Tra i tanti partecipanti presenti alle varie iniziative, da quelle più divertenti per i bambini a quelle promosse da “Expo della ricerca” e “Sperimenta la ricerca”, anche un ospite d’eccezione, il dott. Gianluca Coluccio, commissario europeo e responsabile di RISE, una serie di affiliati al più grande contenitore Marie Curie.

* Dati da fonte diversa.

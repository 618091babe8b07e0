//! UiFrame: a thin wrapper around `ratatui::Frame` that clamps drawing to the
//! visible area.
//!
//! Components compute rectangles from the terminal size, which can shrink
//! between frames. Writing out of bounds into the underlying `Buffer` panics,
//! so every draw call is clipped to the frame area first.
use ratatui::Frame;
use ratatui::buffer::Buffer;
use ratatui::layout::Rect;
use ratatui::style::Style;
use ratatui::widgets::{StatefulWidget, Widget};

/// Wrapper around `ratatui::Frame` that clamps drawing to the visible area.
pub struct UiFrame<'a> {
    area: Rect,
    buffer: &'a mut Buffer,
}

impl<'a> UiFrame<'a> {
    pub fn new(frame: &'a mut Frame<'_>) -> Self {
        let area = frame.area();
        let buffer = frame.buffer_mut();
        Self { area, buffer }
    }

    /// Construct a `UiFrame` directly from an area and buffer, for rendering
    /// into an offscreen buffer.
    pub fn from_parts(area: Rect, buffer: &'a mut Buffer) -> Self {
        Self { area, buffer }
    }

    pub fn area(&self) -> Rect {
        self.area
    }

    pub fn buffer_mut(&mut self) -> &mut Buffer {
        self.buffer
    }

    fn clip_rect(&self, rect: Rect) -> Option<Rect> {
        let clipped = rect.intersection(self.area);
        if clipped.width == 0 || clipped.height == 0 {
            None
        } else {
            Some(clipped)
        }
    }

    pub fn render_widget<W>(&mut self, widget: W, area: Rect)
    where
        W: Widget,
    {
        if let Some(clipped) = self.clip_rect(area) {
            widget.render(clipped, self.buffer);
        }
    }

    pub fn render_stateful_widget<W>(&mut self, widget: W, area: Rect, state: &mut W::State)
    where
        W: StatefulWidget,
    {
        if let Some(clipped) = self.clip_rect(area) {
            widget.render(clipped, self.buffer, state);
        }
    }
}

pub(crate) fn safe_set_string(
    buffer: &mut Buffer,
    bounds: Rect,
    x: u16,
    y: u16,
    text: &str,
    style: Style,
) {
    if bounds.width == 0 || bounds.height == 0 {
        return;
    }
    let max_x = bounds.x.saturating_add(bounds.width);
    let max_y = bounds.y.saturating_add(bounds.height);
    if x < bounds.x || x >= max_x || y < bounds.y || y >= max_y {
        return;
    }
    let available = max_x.saturating_sub(x);
    if available == 0 {
        return;
    }
    let text = truncate_to_width(text, available as usize);
    buffer.set_string(x, y, text, style);
}

pub(crate) fn truncate_to_width(value: &str, width: usize) -> String {
    if value.chars().count() <= width {
        return value.to_string();
    }
    value.chars().take(width).collect()
}

/// Collapse whitespace and cut `value` to `width` characters, marking the cut
/// with `…`. Used for one-line previews of element text.
pub fn preview_line(value: &str, width: usize) -> String {
    let flat = value.split_whitespace().collect::<Vec<_>>().join(" ");
    if flat.chars().count() <= width {
        return flat;
    }
    if width == 0 {
        return String::new();
    }
    let mut out: String = flat.chars().take(width - 1).collect();
    out.push('…');
    out
}

#[cfg(test)]
mod tests {
    use super::*;
    use ratatui::widgets::Paragraph;

    #[test]
    fn render_widget_clips_to_frame_area() {
        let area = Rect::new(0, 0, 4, 1);
        let mut buf = Buffer::empty(area);
        let mut frame = UiFrame::from_parts(area, &mut buf);
        // Partially outside the frame; must not panic.
        frame.render_widget(Paragraph::new("abcdef"), Rect::new(2, 0, 6, 3));
        assert_eq!(buf[(2, 0)].symbol(), "a");
        assert_eq!(buf[(3, 0)].symbol(), "b");
    }

    #[test]
    fn safe_set_string_ignores_out_of_bounds() {
        let area = Rect::new(0, 0, 3, 1);
        let mut buf = Buffer::empty(area);
        safe_set_string(&mut buf, area, 5, 0, "x", Style::default());
        safe_set_string(&mut buf, area, 1, 0, "long", Style::default());
        assert_eq!(buf[(1, 0)].symbol(), "l");
        assert_eq!(buf[(2, 0)].symbol(), "o");
    }

    #[test]
    fn preview_line_flattens_and_truncates() {
        assert_eq!(preview_line("a\n  b", 10), "a b");
        assert_eq!(preview_line("abcdef", 4), "abc…");
        assert_eq!(preview_line("abc", 0), "");
    }
}
//! Element tree the copier resolves ids against.
//!
//! A `Document` is a forest of `Element`s, each carrying a string id, a kind,
//! its own text, and child elements. Documents are usually built from
//! Markdown: every heading opens a section that owns the blocks below it, so
//! copying a section id copies the heading together with its body.

use std::collections::HashSet;
use std::fs;
use std::path::Path;

use pulldown_cmark::{CodeBlockKind, Event as MdEvent, Options, Parser, Tag};
use thiserror::Error;

#[derive(Debug, Error)]
pub enum DocumentError {
    #[error("failed to read document: {0}")]
    Io(#[from] std::io::Error),
    #[error("document is not valid UTF-8: {0}")]
    Utf8(#[from] std::str::Utf8Error),
}

#[derive(Debug, Clone, PartialEq, Eq)]
pub enum ElementKind {
    Section { level: u8 },
    Heading { level: u8 },
    Paragraph,
    CodeBlock { lang: Option<String> },
    ListItem,
    Quote,
    /// Raw HTML block, kept as its source text.
    Html,
}

impl ElementKind {
    /// Short label used by listings.
    pub fn label(&self) -> &'static str {
        match self {
            ElementKind::Section { .. } => "section",
            ElementKind::Heading { .. } => "heading",
            ElementKind::Paragraph => "paragraph",
            ElementKind::CodeBlock { .. } => "code",
            ElementKind::ListItem => "item",
            ElementKind::Quote => "quote",
            ElementKind::Html => "html",
        }
    }
}

#[derive(Debug, Clone, PartialEq, Eq)]
pub struct Element {
    id: String,
    kind: ElementKind,
    text: String,
    children: Vec<Element>,
}

impl Element {
    pub fn new(id: impl Into<String>, kind: ElementKind, text: impl Into<String>) -> Self {
        Self {
            id: id.into(),
            kind,
            text: text.into(),
            children: Vec::new(),
        }
    }

    pub fn with_child(mut self, child: Element) -> Self {
        self.children.push(child);
        self
    }

    pub fn id(&self) -> &str {
        &self.id
    }

    pub fn kind(&self) -> &ElementKind {
        &self.kind
    }

    /// Text owned directly by this element, excluding children.
    pub fn text(&self) -> &str {
        &self.text
    }

    pub fn children(&self) -> &[Element] {
        &self.children
    }

    /// Rendered text of the element and all of its descendants.
    ///
    /// Non-empty pieces are joined with `\n`, so selecting a node yields the
    /// same text a reader sees top to bottom.
    pub fn text_content(&self) -> String {
        let mut parts: Vec<String> = Vec::new();
        if !self.text.is_empty() {
            parts.push(self.text.clone());
        }
        for child in &self.children {
            let content = child.text_content();
            if !content.is_empty() {
                parts.push(content);
            }
        }
        parts.join("\n")
    }

    fn find(&self, id: &str) -> Option<&Element> {
        if self.id == id {
            return Some(self);
        }
        self.children.iter().find_map(|child| child.find(id))
    }

    fn walk<'a>(&'a self, depth: usize, out: &mut Vec<(usize, &'a Element)>) {
        out.push((depth, self));
        for child in &self.children {
            child.walk(depth + 1, out);
        }
    }
}

#[derive(Debug, Clone, Default, PartialEq, Eq)]
pub struct Document {
    roots: Vec<Element>,
}

impl Document {
    pub fn new(roots: Vec<Element>) -> Self {
        Self { roots }
    }

    pub fn roots(&self) -> &[Element] {
        &self.roots
    }

    /// Resolve an element by id. The first match in document order wins.
    pub fn get_element_by_id(&self, id: &str) -> Option<&Element> {
        self.roots.iter().find_map(|root| root.find(id))
    }

    /// All elements in document order, paired with their nesting depth.
    pub fn elements(&self) -> Vec<(usize, &Element)> {
        let mut out = Vec::new();
        for root in &self.roots {
            root.walk(0, &mut out);
        }
        out
    }

    pub fn is_empty(&self) -> bool {
        self.roots.is_empty()
    }

    pub fn load(path: impl AsRef<Path>) -> Result<Self, DocumentError> {
        let bytes = fs::read(path.as_ref())?;
        Self::from_bytes(&bytes)
    }

    pub fn from_bytes(bytes: &[u8]) -> Result<Self, DocumentError> {
        let raw = std::str::from_utf8(bytes)?;
        Ok(Self::from_markdown(raw))
    }

    pub fn from_markdown(raw: &str) -> Self {
        let parser = Parser::new_ext(raw, Options::ENABLE_HEADING_ATTRIBUTES);
        let mut builder = TreeBuilder::default();
        for ev in parser {
            builder.push_event(ev);
        }
        Self::new(builder.finish())
    }
}

/// Lowercase anchor slug: alphanumerics kept, runs of whitespace, `-` and `_`
/// collapsed to a single `-`, everything else dropped.
pub fn slugify(text: &str) -> String {
    let mut slug = String::with_capacity(text.len());
    let mut pending_dash = false;
    for ch in text.trim().chars() {
        if ch.is_alphanumeric() {
            if pending_dash && !slug.is_empty() {
                slug.push('-');
            }
            pending_dash = false;
            slug.extend(ch.to_lowercase());
        } else if ch.is_whitespace() || ch == '-' || ch == '_' {
            pending_dash = true;
        }
    }
    if slug.is_empty() {
        slug.push_str("section");
    }
    slug
}

#[derive(Debug)]
enum FrameKind {
    Heading { level: u8, explicit_id: Option<String> },
    Paragraph,
    CodeBlock { lang: Option<String> },
    Item,
    Quote,
    Html,
    // Heading or paragraph folded into an enclosing list item or quote.
    Folded,
    // Inline or unsupported tags; only tracked so `End` events pair up.
    Other,
}

#[derive(Debug)]
struct Frame {
    kind: FrameKind,
    id: String,
    text: String,
    children: Vec<Element>,
}

#[derive(Debug, Default)]
struct Counters {
    paragraph: usize,
    code: usize,
    item: usize,
    quote: usize,
    html: usize,
}

#[derive(Debug, Default)]
struct TreeBuilder {
    roots: Vec<Element>,
    sections: Vec<Element>,
    frames: Vec<Frame>,
    used_ids: HashSet<String>,
    counters: Counters,
}

impl TreeBuilder {
    fn push_event(&mut self, ev: MdEvent<'_>) {
        match ev {
            MdEvent::Start(tag) => self.start(tag),
            MdEvent::End(_) => self.end(),
            MdEvent::Text(text) | MdEvent::Code(text) | MdEvent::Html(text) => {
                self.push_text(&text)
            }
            MdEvent::SoftBreak => {
                if self.in_code_block() {
                    self.push_text("\n");
                } else {
                    self.push_text(" ");
                }
            }
            MdEvent::HardBreak => self.push_text("\n"),
            _ => {}
        }
    }

    fn start(&mut self, tag: Tag<'_>) {
        let kind = match tag {
            Tag::Paragraph | Tag::Heading { .. } if self.in_container() => {
                // Headings and paragraphs inside list items and quotes fold
                // into the container's own text, one line each.
                if let Some(frame) = self.block_frame_mut()
                    && !frame.text.is_empty()
                    && !frame.text.ends_with('\n')
                {
                    frame.text.push('\n');
                }
                FrameKind::Folded
            }
            Tag::Heading { level, id, .. } => FrameKind::Heading {
                level: level as u8,
                explicit_id: id.map(|id| id.to_string()),
            },
            Tag::Paragraph => FrameKind::Paragraph,
            Tag::CodeBlock(CodeBlockKind::Fenced(info)) => {
                let (lang, explicit_id) = parse_code_info(&info);
                self.open(FrameKind::CodeBlock { lang }, explicit_id);
                return;
            }
            Tag::CodeBlock(CodeBlockKind::Indented) => FrameKind::CodeBlock { lang: None },
            Tag::Item => FrameKind::Item,
            Tag::BlockQuote(_) => FrameKind::Quote,
            Tag::HtmlBlock => FrameKind::Html,
            _ => FrameKind::Other,
        };
        self.open(kind, None);
    }

    fn open(&mut self, kind: FrameKind, explicit_id: Option<String>) {
        let id = match &kind {
            FrameKind::Heading { .. } | FrameKind::Folded | FrameKind::Other => String::new(),
            FrameKind::Paragraph => {
                self.counters.paragraph += 1;
                self.claim(&format!("p-{}", self.counters.paragraph))
            }
            FrameKind::CodeBlock { .. } => match explicit_id {
                Some(id) => self.claim_explicit(&id),
                None => {
                    self.counters.code += 1;
                    self.claim(&format!("code-{}", self.counters.code))
                }
            },
            FrameKind::Item => {
                self.counters.item += 1;
                self.claim(&format!("li-{}", self.counters.item))
            }
            FrameKind::Quote => {
                self.counters.quote += 1;
                self.claim(&format!("quote-{}", self.counters.quote))
            }
            FrameKind::Html => {
                self.counters.html += 1;
                self.claim(&format!("html-{}", self.counters.html))
            }
        };
        self.frames.push(Frame {
            kind,
            id,
            text: String::new(),
            children: Vec::new(),
        });
    }

    fn end(&mut self) {
        let Some(frame) = self.frames.pop() else {
            return;
        };
        match frame.kind {
            FrameKind::Other => {}
            FrameKind::Folded => {
                if let Some(container) = self.block_frame_mut() {
                    container.text.push('\n');
                }
            }
            FrameKind::Heading { level, explicit_id } => {
                self.open_section(level, explicit_id, frame.text.trim().to_string());
            }
            FrameKind::Paragraph => {
                let element = Element::new(frame.id, ElementKind::Paragraph, frame.text.trim());
                self.attach(element);
            }
            FrameKind::CodeBlock { lang } => {
                let text = frame.text.strip_suffix('\n').unwrap_or(&frame.text);
                let element = Element::new(frame.id, ElementKind::CodeBlock { lang }, text);
                self.attach(element);
            }
            FrameKind::Item => {
                let mut element = Element::new(frame.id, ElementKind::ListItem, frame.text.trim());
                element.children = frame.children;
                self.attach(element);
            }
            FrameKind::Quote => {
                let mut element = Element::new(frame.id, ElementKind::Quote, frame.text.trim());
                element.children = frame.children;
                self.attach(element);
            }
            FrameKind::Html => {
                let element = Element::new(frame.id, ElementKind::Html, frame.text.trim());
                self.attach(element);
            }
        }
    }

    fn push_text(&mut self, text: &str) {
        if let Some(frame) = self.block_frame_mut() {
            frame.text.push_str(text);
        }
    }

    fn in_code_block(&self) -> bool {
        self.frames
            .iter()
            .any(|f| matches!(f.kind, FrameKind::CodeBlock { .. }))
    }

    fn in_container(&self) -> bool {
        self.frames
            .iter()
            .any(|f| matches!(f.kind, FrameKind::Item | FrameKind::Quote))
    }

    /// Innermost frame that owns text (skips inline and folded frames).
    fn block_frame_mut(&mut self) -> Option<&mut Frame> {
        self.frames
            .iter_mut()
            .rev()
            .find(|f| !matches!(f.kind, FrameKind::Other | FrameKind::Folded))
    }

    /// Attach a finished block to the innermost open container: a list item
    /// or quote frame first, then the current section, then the root.
    fn attach(&mut self, element: Element) {
        if let Some(frame) = self
            .frames
            .iter_mut()
            .rev()
            .find(|f| matches!(f.kind, FrameKind::Item | FrameKind::Quote))
        {
            frame.children.push(element);
        } else if let Some(section) = self.sections.last_mut() {
            section.children.push(element);
        } else {
            self.roots.push(element);
        }
    }

    fn open_section(&mut self, level: u8, explicit_id: Option<String>, title: String) {
        while self
            .sections
            .last()
            .is_some_and(|s| matches!(s.kind, ElementKind::Section { level: l } if l >= level))
        {
            self.close_section();
        }
        let id = match explicit_id {
            Some(id) => self.claim_explicit(&id),
            None => self.claim(&slugify(&title)),
        };
        let heading_id = self.claim(&format!("{id}-title"));
        let heading = Element::new(heading_id, ElementKind::Heading { level }, title);
        let section = Element::new(id, ElementKind::Section { level }, "").with_child(heading);
        self.sections.push(section);
    }

    fn close_section(&mut self) {
        if let Some(section) = self.sections.pop() {
            if let Some(parent) = self.sections.last_mut() {
                parent.children.push(section);
            } else {
                self.roots.push(section);
            }
        }
    }

    fn claim_explicit(&mut self, id: &str) -> String {
        let claimed = self.claim(id);
        if claimed != id {
            tracing::warn!(id, renamed = %claimed, "duplicate element id");
        }
        claimed
    }

    /// Reserve `base`, or the first free `base-N` when it is taken.
    fn claim(&mut self, base: &str) -> String {
        if self.used_ids.insert(base.to_string()) {
            return base.to_string();
        }
        let mut n = 1;
        loop {
            let candidate = format!("{base}-{n}");
            if self.used_ids.insert(candidate.clone()) {
                return candidate;
            }
            n += 1;
        }
    }

    fn finish(mut self) -> Vec<Element> {
        while !self.frames.is_empty() {
            self.end();
        }
        while !self.sections.is_empty() {
            self.close_section();
        }
        self.roots
    }
}

/// Split a fenced code info string into its language and an optional `#id`.
fn parse_code_info(info: &str) -> (Option<String>, Option<String>) {
    let mut lang = None;
    let mut id = None;
    for token in info.split_whitespace() {
        if let Some(rest) = token.strip_prefix('#') {
            if !rest.is_empty() && id.is_none() {
                id = Some(rest.to_string());
            }
        } else if lang.is_none() {
            lang = Some(token.to_string());
        }
    }
    (lang, id)
}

Intervistato, alle nostre telecamere, ha così commentato la giornata: “La Notte dei Ricercatori in realtà è solo una vetrina per l’Unical ma grandioso è l’impegno che vi è dietro le quinte, specialmente quello del Liason Office che veicola i progetti della ricerca a livello comunitario. Auspico che sempre più giovani si avvicino alla ricerca scientifica anche perché i nostri finanziamenti sono bot map cioè coinvolgono tutti i campi della ricerca”.
“Dal numero delle presenze giovanili- ha continuato Coluccio- questa giornata è da ritenersi un vanto per l’Università della Calabria e per l’intera regione. Il mio compito è quello di stimolare, mediante la mia presenza, il proliferare di ancora più proposte in modo tale da fare dell’Unical un faro drenante per l’economia regionale”.
A supportare queste parole anche l’intervento della Regione Calabria, presente allo stand, che con lo slogan “Il Futuro è un lavoro quotidiano” ha presentato una serie di occasioni e iniziative rivolte ai giovani ricercatori e ai semplici laureti desiderosi di avviare uno spin off o un’azienda che possa arricchire il tessuto sociale regionale.
Parole confortanti quelle dei rappresentanti delle istituzioni se le si confronta alla situazione del nostro Ateneo, spesso dilaniato dalla mancanza di fondi che possano assistere i progetti e il lavoro dei tanti ricercatori bravi e preparati e per questo costretti a fuggire all’estero.